Download or read book The Bisbee Massacre written by David Grassé and published by McFarland. This book was released on 2017-04-07 with total page 272 pages. Available in PDF, EPUB and Kindle. Book excerpt: In December 1883, five outlaws attempted to rob the A.A. Castaneda Mercantile establishment in the fledgling mining town of Bisbee in the Arizona Territory. The robbery was a disaster: four citizens shot dead, one a pregnant woman. The failed heist was national news, with the subsequent manhunt, trial and execution of the alleged perpetrators followed by newspapers from New York to San Francisco. The Bisbee Massacre was as momentous as the infamous blood feud between the Earp brothers and the cowboys two years earlier, and led to the only recorded lynching in the town of Tombstone--John Heath, a sporting man, who was thought to be the mastermind. New research indicates he may have been innocent. This comprehensive history takes a fresh look at the event that marked the end of the Wild West period in the Arizona Territory.

Book The Bisbee Massacre

Download or read book The Bisbee Massacre written by J.R. Roberts and published by Speaking Volumes. This book was released on with total page 154 pages. Available in PDF, EPUB and Kindle. Book excerpt: ANOTHER TOMBSTONE IN TOMBSTONE After the O.K. Corral shoot-out in 1881 and the Massacre of '83, Tombstone's pretty boring on Clint Adams's first visit back. But no sooner has he settled in than a local rancher named Hudson is sent to meet his Maker. Turns out Hudson was more than neighborly with the Riggs woman next door, who is also involved with her father-in-law—and her husband's figured them out. And that's where things stop making any kind of sense. But there's one thing the Gunsmith does know: it's all in the family...
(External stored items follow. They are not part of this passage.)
//! Page bodies for the authenticated views.
//!
//! Pages render the identity and the panels its capabilities unlock. Para
//! records themselves are not part of this crate.

use nwr_core::{Capability, Identity};
use std::str::FromStr;

use crate::templates::{card, empty_state, html_escape, layout, role_badge};

/// Unit whose audit figures are broken down.
#[derive(Debug, Clone, Copy, PartialEq, Eq)]
pub enum AuditUnit {
    AllUnits,
    Headquarters,
}

impl AuditUnit {
    pub const ALL: [AuditUnit; 2] = [AuditUnit::AllUnits, AuditUnit::Headquarters];

    pub fn slug(&self) -> &'static str {
        match self {
            AuditUnit::AllUnits => "all-units",
            AuditUnit::Headquarters => "hq",
        }
    }

    pub fn label(&self) -> &'static str {
        match self {
            AuditUnit::AllUnits => "All Units",
            AuditUnit::Headquarters => "Headquarters",
        }
    }
}

impl FromStr for AuditUnit {
    type Err = ();

    fn from_str(s: &str) -> Result<Self, Self::Err> {
        Self::ALL.into_iter().find(|unit| unit.slug() == s).ok_or(())
    }
}

/// Figure of the audit overview.
#[derive(Debug, Clone, Copy, PartialEq, Eq)]
pub enum AuditMetric {
    OpeningBalance,
    AddedCases,
    ClosingBalance,
}

impl AuditMetric {
    pub const ALL: [AuditMetric; 3] = [
        AuditMetric::OpeningBalance,
        AuditMetric::AddedCases,
        AuditMetric::ClosingBalance,
    ];

    pub fn slug(&self) -> &'static str {
        match self {
            AuditMetric::OpeningBalance => "opening-balance",
            AuditMetric::AddedCases => "added-cases",
            AuditMetric::ClosingBalance => "closing-balance",
        }
    }

    pub fn label(&self) -> &'static str {
        match self {
            AuditMetric::OpeningBalance => "Opening Balance",
            AuditMetric::AddedCases => "Added Cases",
            AuditMetric::ClosingBalance => "Closing Balance",
        }
    }
}

impl FromStr for AuditMetric {
    type Err = ();

    fn from_str(s: &str) -> Result<Self, Self::Err> {
        Self::ALL.into_iter().find(|metric| metric.slug() == s).ok_or(())
    }
}

fn page_header(title: &str, subtitle: &str) -> String {
    format!(
        r##"<div class="mb-8">
            <h2 class="text-3xl font-bold text-gray-900 mb-2">{}</h2>
            <p class="text-gray-600">{}</p>
        </div>"##,
        html_escape(title),
        html_escape(subtitle)
    )
}

fn back_link(href: &str, label: &str) -> String {
    format!(
        r#"<a href="{}" class="inline-flex items-center gap-2 text-sm text-gray-600 hover:text-gray-900 mb-6"><i class="fas fa-arrow-left"></i> {}</a>"#,
        html_escape(href),
        html_escape(label)
    )
}

fn tabs(active_emails: bool) -> String {
    let class = |active: bool| {
        if active {
            "bg-white shadow text-gray-900"
        } else {
            "text-gray-600 hover:text-gray-900"
        }
    };
    format!(
        r##"<div class="grid grid-cols-2 bg-gray-100 rounded-lg p-1 mb-6">
            <a href="/dashboard" class="text-center py-2 rounded-md {overview}"><i class="fas fa-chart-bar"></i> Overview</a>
            <a href="/emails" class="text-center py-2 rounded-md {emails}"><i class="fas fa-envelope"></i> Email Reminders</a>
        </div>"##,
        overview = class(!active_emails),
        emails = class(active_emails),
    )
}

/// Para actions the identity may perform, or nothing.
pub fn para_actions(identity: &Identity) -> String {
    let buttons: Vec<String> = [
        (Capability::UploadDocument, "upload", "Upload Document"),
        (Capability::EditPara, "edit", "Edit Para"),
        (Capability::AssignUser, "user-plus", "Assign User"),
    ]
    .into_iter()
    .filter(|(capability, _, _)| identity.can(*capability))
    .map(|(_, icon, label)| {
        format!(
            r#"<button type="button" class="w-full flex items-center gap-2 px-3 py-2 border rounded-md text-sm"><i class="fas fa-{icon}"></i> {label}</button>"#
        )
    })
    .collect();

    if buttons.is_empty() {
        return String::new();
    }
    card("Actions", &format!(r#"<div class="space-y-3">{}</div>"#, buttons.join("\n")))
}

/// Overview dashboard.
pub fn dashboard_page(identity: &Identity) -> String {
    let rows: String = AuditUnit::ALL
        .iter()
        .map(|unit| {
            let links: String = AuditMetric::ALL
                .iter()
                .map(|metric| {
                    format!(
                        r#"<a href="/audit/{}/{}" class="block p-4 border rounded-lg hover:bg-gray-50">{}</a>"#,
                        unit.slug(),
                        metric.slug(),
                        metric.label()
                    )
                })
                .collect();
            format!(
                r#"<div class="mb-6"><h4 class="font-medium text-gray-700 mb-2">{}</h4><div class="grid grid-cols-3 gap-4">{}</div></div>"#,
                unit.label(),
                links
            )
        })
        .collect();

    let sidebar = card(
        "Para Details",
        r#"<p class="text-gray-500 text-center">Select a para to view details</p>"#,
    );

    let content = format!(
        r##"{header}
        {tabs}
        <div class="flex gap-6">
            <div class="flex-1">{overview}</div>
            <aside class="w-80 space-y-4">{sidebar}</aside>
        </div>"##,
        header = page_header(
            "Audit Dashboard",
            "Overview of all audit activities and email communications"
        ),
        tabs = tabs(false),
        overview = card("Audit Overview", &rows),
        sidebar = sidebar,
    );
    layout("Dashboard", identity, &content)
}

/// History of one para.
pub fn para_history_page(identity: &Identity, para_id: &str) -> String {
    let details_href = format!("/para/{}/details", urlencoding::encode(para_id));
    let content = format!(
        r##"{back}
        {header}
        {history}"##,
        back = back_link("/dashboard", "Back to Dashboard"),
        header = page_header(&format!("Para {para_id}"), "Action history"),
        history = card(
            "Activity",
            &format!(
                r#"{}<a href="{details_href}" class="text-blue-600 hover:underline">View full details</a>"#,
                empty_state("history", "History", "Actions recorded against this para appear here.", None)
            )
        ),
    );
    layout("Para History", identity, &content)
}

/// Details of one para, with the actions the identity may take.
pub fn para_details_page(identity: &Identity, para_id: &str) -> String {
    let content = format!(
        r##"{back}
        {header}
        <div class="flex gap-6">
            <div class="flex-1">{details}</div>
            <aside class="w-80 space-y-4">{actions}</aside>
        </div>"##,
        back = back_link(&format!("/para/{}", urlencoding::encode(para_id)), "Back to History"),
        header = page_header(&format!("Para {para_id}"), "Details"),
        details = card(
            "Details",
            &empty_state("file-alt", "Para Details", "Subject, status and department of the para.", None)
        ),
        actions = para_actions(identity),
    );
    layout("Para Details", identity, &content)
}

/// Breakdown of one audit figure for one unit.
pub fn audit_breakdown_page(identity: &Identity, unit: AuditUnit, metric: AuditMetric) -> String {
    let content = format!(
        r##"{back}
        {header}
        {cases}"##,
        back = back_link("/dashboard", "Back to Dashboard"),
        header = page_header(&format!("{} - {}", unit.label(), metric.label()), "Audit breakdown"),
        cases = card(
            "Cases",
            &empty_state("folder-open", "Cases", "Paras counted in this figure appear here.", None)
        ),
    );
    layout("Audit Details", identity, &content)
}

/// Reminder-email panel.
pub fn emails_page(identity: &Identity) -> String {
    let content = format!(
        r##"{header}
        {tabs}
        {panel}"##,
        header = page_header(
            "Audit Dashboard",
            "Overview of all audit activities and email communications"
        ),
        tabs = tabs(true),
        panel = card(
            "Email Reminders",
            &format!(
                r#"<p class="text-sm text-gray-600 mb-4">Signed in as {} {}</p>{}"#,
                html_escape(&identity.username),
                role_badge(identity.role),
                empty_state(
                    "envelope",
                    "Reminders",
                    "Select overdue paras to compose reminders to department heads.",
                    None
                )
            )
        ),
    );
    layout("Email Reminders", identity, &content)
}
Book Postcards from the Sonora Border

Download or read book Postcards from the Sonora Border written by Daniel D. Arreola and published by University of Arizona Press. This book was released on 2017-02-21 with total page 292 pages. Available in PDF, EPUB and Kindle. Book excerpt: "Postcards from the Sonora Border: Visualizing Place through a Popular Lens, 1900s-1950s examines the urban landscapes of Mexican border cities through picture postcards. This volume aims to capture the evolution of Sonora border towns over time, and create a sense of visual "time travel" for the reader by relying on Arreola's personal collection of postcards"--Provided by publisher.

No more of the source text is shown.